There has been debate and disagreement as long as can be remembered about handedness. Why is it there? What causes it? Does one’s handedness indicate the presence or lack of moral rectitude? Well, that last question is positively anti-scientific, but that doesn’t stop it being asked.
As for what causes handedness, it’s been shown that the distribution of it and the hereditary nature of it indicate that it’s genetic. Not only that, but it’s most likely that it’s all down to one gene with both a dominant and a recessive version. A child’s handedness is determined by which versions of the gene the parents have.
The two forms of the gene aren’t simply a right-handed version and a left-handed version. If that were so, it wouldn’t explain how two left-handed parents could have a right-handed child, or how identical twins can sometimes be oppositely handed. Instead, the researchers are describing the dominant version as right-handed and the recessive one as random. So, of the pair of copies of the handedness gene that a child gets, if even one is dominant they are right-handed. If both are recessive then the child could be left- or right-handed. Hence the definition of the recessive gene as random.

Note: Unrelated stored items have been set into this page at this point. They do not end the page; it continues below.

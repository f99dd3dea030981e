//! V4L2 frame source.
//!
//! Captures RGB frames from a local device node (e.g., /dev/video0) on a
//! dedicated thread. The device id is either a full path or a bare index,
//! which maps to `/dev/video<index>`.

use std::sync::atomic::{AtomicBool, Ordering};
use std::sync::Arc;
use std::thread::{self, JoinHandle};
use std::time::Duration;

use anyhow::{anyhow, Context, Result};
use image::DynamicImage;
use ouroboros::self_referencing;

use super::normalize::{to_image, PixelFormat};
use super::{CaptureSettings, FrameSlot, InputSource, SourceStats};

/// How long `start` waits for the device to open.
const OPEN_TIMEOUT: Duration = Duration::from_secs(5);

pub struct V4l2Source {
    settings: CaptureSettings,
    slot: FrameSlot,
    current: Option<DynamicImage>,
    frame_new: bool,
    worker: Option<CaptureWorker>,
}

struct CaptureWorker {
    running: Arc<AtomicBool>,
    failed: Arc<AtomicBool>,
    handle: JoinHandle<()>,
}

#[self_referencing]
struct DeviceState {
    device: v4l::Device,
    #[borrows(mut device)]
    #[covariant]
    stream: v4l::prelude::MmapStream<'this, v4l::Device>,
}

fn device_path(device_id: &str) -> String {
    if device_id.chars().all(|c| c.is_ascii_digit()) && !device_id.is_empty() {
        format!("/dev/video{}", device_id)
    } else {
        device_id.to_string()
    }
}

/// Open the device and negotiate format. Returns the state and the
/// dimensions the driver settled on.
fn open_device(settings: &CaptureSettings) -> Result<(DeviceState, u32, u32)> {
    use v4l::buffer::Type;
    use v4l::video::Capture;

    let path = device_path(&settings.device_id);
    let device = v4l::Device::with_path(&path).with_context(|| format!("open v4l2 device {}", path))?;
    let mut format = device.format().context("read v4l2 format")?;
    format.width = settings.width;
    format.height = settings.height;
    format.fourcc = v4l::FourCC::new(b"RGB3");

    let format = match device.set_format(&format) {
        Ok(format) => format,
        Err(err) => {
            log::warn!("V4l2Source: failed to set format on {}: {}", path, err);
            device
                .format()
                .context("read v4l2 format after set failure")?
        }
    };

    if settings.fps > 0 {
        let params = v4l::video::capture::Parameters::with_fps(settings.fps);
        if let Err(err) = device.set_params(&params) {
            log::warn!("V4l2Source: failed to set fps on {}: {}", path, err);
        }
    }

    let state = DeviceStateBuilder {
        device,
        stream_builder: |device| {
            v4l::prelude::MmapStream::with_buffers(device, Type::VideoCapture, 4)
                .map_err(|err| anyhow::Error::new(err).context("create v4l2 buffer stream"))
        },
    }
    .try_build()?;

    log::info!(
        "V4l2Source: connected to {} ({}x{})",
        path,
        format.width,
        format.height
    );
    Ok((state, format.width, format.height))
}

fn capture_loop(
    mut state: DeviceState,
    width: u32,
    height: u32,
    slot: FrameSlot,
    running: Arc<AtomicBool>,
    failed: Arc<AtomicBool>,
) {
    use v4l::io::traits::CaptureStream;

    while running.load(Ordering::Acquire) {
        let frame = state
            .with_mut(|fields| fields.stream.next().map(|(buf, _meta)| buf.to_vec()))
            .map_err(|err| anyhow::Error::new(err).context("capture v4l2 frame"))
            .and_then(|pixels| to_image(&pixels, width, height, PixelFormat::Rgb24));
        let published = frame.and_then(|image| slot.publish(image));
        if let Err(err) = published {
            log::error!("V4l2Source: {:#}", err);
            failed.store(true, Ordering::Release);
            break;
        }
    }
}

impl V4l2Source {
    pub const TYPE_NAME: &'static str = "v4l2";

    pub fn new(device_id: &str) -> Self {
        Self {
            settings: CaptureSettings {
                device_id: device_id.to_string(),
                ..CaptureSettings::default()
            },
            slot: FrameSlot::new(),
            current: None,
            frame_new: false,
            worker: None,
        }
    }

    /// Spawn the capture thread and wait until it opened the device.
    fn spawn_worker(&mut self) -> Result<()> {
        let (init_tx, init_rx) = crossbeam_channel::bounded::<std::result::Result<(), String>>(1);
        let running = Arc::new(AtomicBool::new(true));
        let failed = Arc::new(AtomicBool::new(false));
        let settings = self.settings.clone();
        let slot = self.slot.clone();
        let (flag, fail_flag) = (Arc::clone(&running), Arc::clone(&failed));

        let handle = thread::Builder::new()
            .name(format!("v4l2-{}", settings.device_id))
            .spawn(move || match open_device(&settings) {
                Ok((state, width, height)) => {
                    if init_tx.send(Ok(())).is_err() {
                        return;
                    }
                    drop(init_tx);
                    capture_loop(state, width, height, slot, flag, fail_flag);
                }
                Err(err) => {
                    let _ = init_tx.send(Err(format!("{:#}", err)));
                }
            })
            .context("spawn v4l2 capture thread")?;

        match init_rx.recv_timeout(OPEN_TIMEOUT) {
            Ok(Ok(())) => {
                self.worker = Some(CaptureWorker {
                    running,
                    failed,
                    handle,
                });
                Ok(())
            }
            Ok(Err(message)) => {
                let _ = handle.join();
                Err(anyhow!(message))
            }
            Err(_) => {
                running.store(false, Ordering::Release);
                Err(anyhow!(
                    "v4l2 device {} did not open within {:?}",
                    self.settings.device_id,
                    OPEN_TIMEOUT
                ))
            }
        }
    }

    fn stop_worker(&mut self) {
        if let Some(worker) = self.worker.take() {
            worker.running.store(false, Ordering::Release);
            if worker.handle.join().is_err() {
                log::error!("V4l2Source: capture thread panicked");
            }
        }
    }
}

impl InputSource for V4l2Source {
    fn type_name(&self) -> &'static str {
        Self::TYPE_NAME
    }

    fn settings(&self) -> &CaptureSettings {
        &self.settings
    }

    fn setup(&mut self, settings: &CaptureSettings) -> Result<()> {
        let restart = self.worker.is_some();
        self.stop_worker();
        self.settings = settings.clone();
        if restart {
            self.spawn_worker()?;
        }
        Ok(())
    }

    fn start(&mut self) -> Result<()> {
        if self.worker.is_some() {
            return Ok(());
        }
        self.spawn_worker()
    }

    fn update(&mut self) -> Result<()> {
        match self.slot.take_new()? {
            Some(frame) => {
                self.current = Some(frame);
                self.frame_new = true;
            }
            None => self.frame_new = false,
        }
        Ok(())
    }

    fn is_frame_new(&self) -> bool {
        self.frame_new
    }

    fn pixels(&self) -> Option<&DynamicImage> {
        self.current.as_ref()
    }

    fn close(&mut self) {
        self.stop_worker();
        self.frame_new = false;
    }

    fn is_healthy(&self) -> bool {
        self.worker
            .as_ref()
            .is_some_and(|worker| !worker.failed.load(Ordering::Acquire))
    }

    fn stats(&self) -> SourceStats {
        SourceStats {
            frames_captured: self.slot.published(),
            device_id: self.settings.device_id.clone(),
        }
    }
}

impl Drop for V4l2Source {
    fn drop(&mut self) {
        self.stop_worker();
    }
}
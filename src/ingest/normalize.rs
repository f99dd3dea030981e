//! Raw buffers to images.
//!
//! Sources hand over tightly packed frames in one of a few layouts. Gray
//! stays single channel; everything else becomes RGB so stages see at most
//! two image kinds.

use anyhow::{anyhow, Result};
use image::{DynamicImage, GrayImage, RgbImage};

/// Raw pixel layouts sources may hand over.
#[derive(Clone, Copy, Debug, PartialEq, Eq)]
pub enum PixelFormat {
    Gray8,
    Rgb24,
    /// Full-resolution luma plane followed by interleaved U/V at half
    /// resolution in both directions.
    Nv12,
}

impl PixelFormat {
    /// Bytes in one packed `width` x `height` frame.
    pub fn frame_len(self, width: u32, height: u32) -> Option<usize> {
        let area = (width as usize).checked_mul(height as usize)?;
        match self {
            PixelFormat::Gray8 => Some(area),
            PixelFormat::Rgb24 => area.checked_mul(3),
            PixelFormat::Nv12 => area.checked_add(area / 2),
        }
    }
}

/// Wrap a packed frame into an image. Fails when the buffer length does not
/// match the dimensions.
pub fn to_image(pixels: &[u8], width: u32, height: u32, format: PixelFormat) -> Result<DynamicImage> {
    if width == 0 || height == 0 {
        return Err(anyhow!("{:?} frame has zero size {}x{}", format, width, height));
    }
    if format == PixelFormat::Nv12 && (width % 2 != 0 || height % 2 != 0) {
        return Err(anyhow!("NV12 frame needs even dimensions, got {}x{}", width, height));
    }
    let expected = format
        .frame_len(width, height)
        .ok_or_else(|| anyhow!("{:?} frame of {}x{} is too large", format, width, height))?;
    if pixels.len() != expected {
        return Err(anyhow!(
            "{:?} frame of {}x{} needs {} bytes, got {}",
            format,
            width,
            height,
            expected,
            pixels.len()
        ));
    }
    let image = match format {
        PixelFormat::Gray8 => {
            GrayImage::from_raw(width, height, pixels.to_vec()).map(DynamicImage::ImageLuma8)
        }
        PixelFormat::Rgb24 => {
            RgbImage::from_raw(width, height, pixels.to_vec()).map(DynamicImage::ImageRgb8)
        }
        PixelFormat::Nv12 => RgbImage::from_raw(width, height, nv12_to_rgb(pixels, width, height))
            .map(DynamicImage::ImageRgb8),
    };
    image.ok_or_else(|| anyhow!("{:?} buffer does not fit {}x{}", format, width, height))
}

/// BT.601 full-range conversion. `pixels` must already be length-checked.
fn nv12_to_rgb(pixels: &[u8], width: u32, height: u32) -> Vec<u8> {
    let (w, h) = (width as usize, height as usize);
    let (luma, chroma) = pixels.split_at(w * h);
    let mut rgb = Vec::with_capacity(w * h * 3);
    for (row, line) in luma.chunks_exact(w).enumerate().take(h) {
        let chroma_row = &chroma[(row / 2) * w..];
        for (col, &y) in line.iter().enumerate() {
            let pair = (col / 2) * 2;
            let u = chroma_row[pair] as f32 - 128.0;
            let v = chroma_row[pair + 1] as f32 - 128.0;
            let y = y as f32;
            rgb.push(to_channel(y + 1.402 * v));
            rgb.push(to_channel(y - 0.344_136 * u - 0.714_136 * v));
            rgb.push(to_channel(y + 1.772 * u));
        }
    }
    rgb
}

fn to_channel(value: f32) -> u8 {
    value.round().clamp(0.0, 255.0) as u8
}
//! Push-driven source.
//!
//! The embedding application (or a test) owns a `FrameFeeder` and pushes
//! frames whenever it has them. The stream picks up the latest one on its
//! next poll.

use anyhow::Result;
use image::DynamicImage;

use super::normalize::{to_image, PixelFormat};
use super::{CaptureSettings, FrameSlot, InputSource, SourceStats};

pub struct ManualSource {
    settings: CaptureSettings,
    slot: FrameSlot,
    current: Option<DynamicImage>,
    frame_new: bool,
    closed: bool,
}

/// Producer handle for a `ManualSource`. Cheap to clone.
#[derive(Clone)]
pub struct FrameFeeder {
    slot: FrameSlot,
}

impl FrameFeeder {
    pub fn push(&self, frame: DynamicImage) -> Result<()> {
        self.slot.publish(frame)
    }

    pub fn push_raw(&self, pixels: &[u8], width: u32, height: u32, format: PixelFormat) -> Result<()> {
        self.slot.publish(to_image(pixels, width, height, format)?)
    }
}

impl ManualSource {
    pub const TYPE_NAME: &'static str = "manual";

    pub fn new(device_id: &str) -> Self {
        Self {
            settings: CaptureSettings {
                device_id: device_id.to_string(),
                ..CaptureSettings::default()
            },
            slot: FrameSlot::new(),
            current: None,
            frame_new: false,
            closed: false,
        }
    }

    pub fn feeder(&self) -> FrameFeeder {
        FrameFeeder {
            slot: self.slot.clone(),
        }
    }
}

impl InputSource for ManualSource {
    fn type_name(&self) -> &'static str {
        Self::TYPE_NAME
    }

    fn settings(&self) -> &CaptureSettings {
        &self.settings
    }

    fn setup(&mut self, settings: &CaptureSettings) -> Result<()> {
        self.settings = settings.clone();
        Ok(())
    }

    fn start(&mut self) -> Result<()> {
        self.closed = false;
        log::info!("ManualSource: accepting frames for {}", self.settings.device_id);
        Ok(())
    }

    fn update(&mut self) -> Result<()> {
        if self.closed {
            self.frame_new = false;
            return Ok(());
        }
        match self.slot.take_new()? {
            Some(frame) => {
                self.current = Some(frame);
                self.frame_new = true;
            }
            None => self.frame_new = false,
        }
        Ok(())
    }

    fn is_frame_new(&self) -> bool {
        self.frame_new
    }

    fn pixels(&self) -> Option<&DynamicImage> {
        self.current.as_ref()
    }

    fn close(&mut self) {
        self.closed = true;
        self.frame_new = false;
    }

    fn stats(&self) -> SourceStats {
        SourceStats {
            frames_captured: self.slot.published(),
            device_id: self.settings.device_id.clone(),
        }
    }
}
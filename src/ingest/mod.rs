//! Frame ingestion sources.
//!
//! This module provides the sources a stream pulls frames from:
//! - Synthetic pattern generator (testing, demos)
//! - Manual source fed by the embedding application
//! - USB/V4L2 devices (feature: ingest-v4l2)
//!
//! A source may capture on its own thread. It then hands frames to the
//! stream through a `FrameSlot`, which only ever holds the most recent
//! completed frame. The stream polls with `update()` and reads the frame
//! with `pixels()`.
//!
//! Sources MUST NOT:
//! - Block `update()` waiting for a frame
//! - Log raw frame content

pub mod manual;
pub mod normalize;
pub mod synthetic;
#[cfg(feature = "ingest-v4l2")]
pub mod v4l2;

use std::sync::{Arc, Mutex};

use anyhow::{anyhow, Result};
use image::DynamicImage;
use serde::{Deserialize, Serialize};

use crate::registry::SourceRegistry;

pub use manual::{FrameFeeder, ManualSource};
pub use normalize::PixelFormat;
pub use synthetic::SyntheticSource;
#[cfg(feature = "ingest-v4l2")]
pub use v4l2::V4l2Source;

pub const DEFAULT_CAPTURE_WIDTH: u32 = 320;
pub const DEFAULT_CAPTURE_HEIGHT: u32 = 240;
pub const DEFAULT_CAPTURE_FPS: u32 = 30;

/// Capture configuration handed to `InputSource::setup`.
#[derive(Clone, Debug, PartialEq, Eq, Serialize, Deserialize)]
pub struct CaptureSettings {
    pub width: u32,
    pub height: u32,
    pub fps: u32,
    pub device_id: String,
}

impl Default for CaptureSettings {
    fn default() -> Self {
        Self {
            width: DEFAULT_CAPTURE_WIDTH,
            height: DEFAULT_CAPTURE_HEIGHT,
            fps: DEFAULT_CAPTURE_FPS,
            device_id: "0".to_string(),
        }
    }
}

/// Statistics for an input source.
#[derive(Clone, Debug, Default)]
pub struct SourceStats {
    pub frames_captured: u64,
    pub device_id: String,
}

/// Camera-like frame producer.
///
/// Lifecycle: `setup` (may be repeated to change settings), `start`,
/// any number of `update` polls, `close`.
pub trait InputSource: Send {
    /// Registry name of the source type.
    fn type_name(&self) -> &'static str;

    fn settings(&self) -> &CaptureSettings;

    /// Apply capture settings. A running source restarts capture with them.
    fn setup(&mut self, settings: &CaptureSettings) -> Result<()>;

    fn start(&mut self) -> Result<()>;

    /// Poll for a newer frame. Never blocks waiting for one.
    fn update(&mut self) -> Result<()>;

    /// True when the last `update()` picked up a frame not seen before.
    fn is_frame_new(&self) -> bool;

    /// The most recent frame, if any has arrived.
    fn pixels(&self) -> Option<&DynamicImage>;

    /// Stop capturing and release the device. Idempotent.
    fn close(&mut self);

    fn is_healthy(&self) -> bool {
        true
    }

    fn stats(&self) -> SourceStats;
}

impl SourceRegistry {
    /// Registry pre-populated with every built-in source type. Factories
    /// take the device id.
    pub fn with_builtin_sources() -> Self {
        let mut registry = Self::new("source");
        registry.register(SyntheticSource::TYPE_NAME, |device_id: String| {
            Box::new(SyntheticSource::new(&device_id)) as Box<dyn InputSource>
        });
        registry.register(ManualSource::TYPE_NAME, |device_id: String| {
            Box::new(ManualSource::new(&device_id)) as Box<dyn InputSource>
        });
        #[cfg(feature = "ingest-v4l2")]
        registry.register(V4l2Source::TYPE_NAME, |device_id: String| {
            Box::new(V4l2Source::new(&device_id)) as Box<dyn InputSource>
        });
        registry
    }
}

// ----------------------------------------------------------------------------
// FrameSlot: lock-protected single-frame hand-off
// ----------------------------------------------------------------------------

#[derive(Default)]
struct SlotState {
    frame: Option<DynamicImage>,
    fresh: bool,
    published: u64,
}

/// Latest-frame hand-off between a capture thread and its source.
///
/// The producer overwrites the slot; the consumer takes the frame at most
/// once. Frames the consumer never saw are dropped.
#[derive(Clone, Default)]
pub struct FrameSlot {
    inner: Arc<Mutex<SlotState>>,
}

impl FrameSlot {
    pub fn new() -> Self {
        Self::default()
    }

    pub fn publish(&self, frame: DynamicImage) -> Result<()> {
        let mut state = self
            .inner
            .lock()
            .map_err(|_| anyhow!("frame slot lock poisoned"))?;
        state.frame = Some(frame);
        state.fresh = true;
        state.published += 1;
        Ok(())
    }

    /// Take the frame if it arrived since the last call.
    pub fn take_new(&self) -> Result<Option<DynamicImage>> {
        let mut state = self
            .inner
            .lock()
            .map_err(|_| anyhow!("frame slot lock poisoned"))?;
        if !state.fresh {
            return Ok(None);
        }
        state.fresh = false;
        Ok(state.frame.take())
    }

    /// Frames published so far.
    pub fn published(&self) -> u64 {
        self.inner.lock().map(|state| state.published).unwrap_or(0)
    }
}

Oddly, there’s a link between handedness and the direction the hair grows. As the hair swirls away from the crown of the head it either turns to the right, clockwise, or to the left, counterclockwise. Almost all right-handers have clockwise whorls, while left-handers and the ambidextrous have whorls which randomly go one way or the other.
The one gene seems to be both a right-handed/random gene and a clockwise whorl/random gene. If you get two copies of the random variant from your parents you have a 50/50 chance of being left-handed, and if you’re left-handed you have a 50/50 chance of having a counterclockwise hair whorl.